Las advertencias no bastan. A pesar de que considerar al Estadio de la Paz y la Amistad como el pabellón de las dos mentiras constituye una broma recurrente para los amantes del baloncesto europeo, cada visita siempre nos acaba volviendo a sorprender. Da igual que las gradas se hallen limitadas por las restricciones coronavíricas; al margen del mayor o menor volumen de ruido, al final la fiereza del infierno griego reside, por encima de pintoresquismos, en el parqué.
A esa pista salió el Madrid con la misma concentración con la que ha comenzado la temporada, sabedor de que su reconstrucción vendrá desde la superioridad defensiva. Con esa actitud, el primer cuarto transcurrió a trompicones, con las posesiones de ambos equipos escasas de fluidez y dejando un electrónico de guarismos raquíticos: 13-10 tras los diez minutos iniciales y ni un solo acierto en los catorce tiros de tres que probaron griegos y españoles. La estadística en el lanzamiento triple, por cierto, fue la principal causa de la posterior derrota blanca: más allá de que anotando solo tres de veinticuatro intentos resulta prácticamente imposible ganar un partido en la Euroliga, la ausencia de un escolta al que se le caigan los puntos de las manos convierte en redundantes los perfiles de unos cuantos jugadores excepcionales en defensa, como Hanga, Taylor, Abalde o el Rudy actual, a los que se les pide algo más en ataque. No hay que alarmarse en exceso, la plantilla merengue es mucho más compensada que la del año pasado, pero precisamente por esto sería una pena que no se ajustase un retoque tan importante. Quizá ni siquiera haga falta ir al mercado, y baste con visitar cierto rancho de Utah.
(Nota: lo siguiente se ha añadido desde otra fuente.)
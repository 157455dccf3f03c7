use serde::{Deserialize, Serialize};
use std::fmt;
use std::str::FromStr;

use crate::error::DispatchError;

/// Task priority. The derived ordering is the dispatch ordering:
/// `Low < Medium < High < Critical`.
#[derive(Debug, Clone, Copy, PartialEq, Eq, Hash, PartialOrd, Ord, Serialize, Deserialize)]
#[serde(rename_all = "snake_case")]
pub enum Priority {
    Low,
    Medium,
    High,
    Critical,
}

impl Priority {
    pub const ALL: [Priority; 4] = [
        Priority::Low,
        Priority::Medium,
        Priority::High,
        Priority::Critical,
    ];

    pub fn as_str(self) -> &'static str {
        match self {
            Priority::Low => "low",
            Priority::Medium => "medium",
            Priority::High => "high",
            Priority::Critical => "critical",
        }
    }
}

impl fmt::Display for Priority {
    fn fmt(&self, f: &mut fmt::Formatter<'_>) -> fmt::Result {
        f.write_str(self.as_str())
    }
}

impl FromStr for Priority {
    type Err = DispatchError;

    /// Unknown names are an error, never a silent default.
    fn from_str(s: &str) -> Result<Self, Self::Err> {
        Priority::ALL
            .into_iter()
            .find(|p| p.as_str() == s)
            .ok_or_else(|| DispatchError::InvalidPriority(s.to_string()))
    }
}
Una vez comprobó que la sangría del triple iba a ser mayor de lo ya habitual, Laso volvió a encomendarse al cemento de las dos torres, verdadero elemento decisivo al que aferrarse en los instantes de zozobra. Algunas acciones aisladas de Printezis o Sloukas percutieron en la pintura madridista, pero la intimidación de Poirier y Tavares terminó obteniendo sus frutos. En ataque surgió la enigmática figura de Williams-Goss, jugador de mecánica heterodoxa y timidez recurrente que poco a poco empieza a asumir cierto protagonismo. Su rostro posee rasgos hieráticos, aunque sin la expresión un punto displicente de Randolph: es difícil interpretar si su ensimismamiento busca cometer los menos errores posibles hasta hacerse con el equipo —lo que explicaría por qué hasta ahora dio la sensación de jugar con sordina— o si supone un rasgo principal de su carácter. En cualquier caso, su lectura ayer fue bastante inteligente, penetrando por el centro de la zona y dividiendo la defensa helena siempre que pudo.
Los mejores minutos del Madrid, sin embargo, se vieron contrarrestados por un minuto de excepcional acierto por parte de Vezenkov y Larentzakis, con un parcial de nueve a cero que en un encuentro tan espeso constituyó un auténtico directo al hígado merengue. Perdida toda esperanza en el lanzamiento exterior, Goss intentó surtir de balones a Tavares, al que una maraña de brazos dificultaba hasta el menor de los movimientos. Heurtel no andaba fino y Llull y Alocén permanecieron en el banquillo en una decisión quizá discutible. Pese a todo, a trancas y barrancas hubo una última posibilidad cerca del final, aunque se escurrió por el desagüe al no considerar los colegiados como antideportiva una falta que cortaba un contraataque, que hubiese dado una bola extra valiosa con solo seis abajo.
Las fortalezas y debilidades del undécimo proyecto de Laso son visibles. El hincha madridista puede, más allá de la derrota, permitirse cierta satisfacción: hay más luces que sombras y, sobre todo, una amplia capacidad de crecimiento. Vislumbrar la temporada con una dosis de optimismo no implica forofismo, más bien al contrario. No obstante, conviene no caer tampoco en la autocomplacencia y asumir que hay escenarios que, aunque pregonen la Paz y la Amistad, siempre castigarán los puntos flacos. Habrá que esmerarse en corregirlos.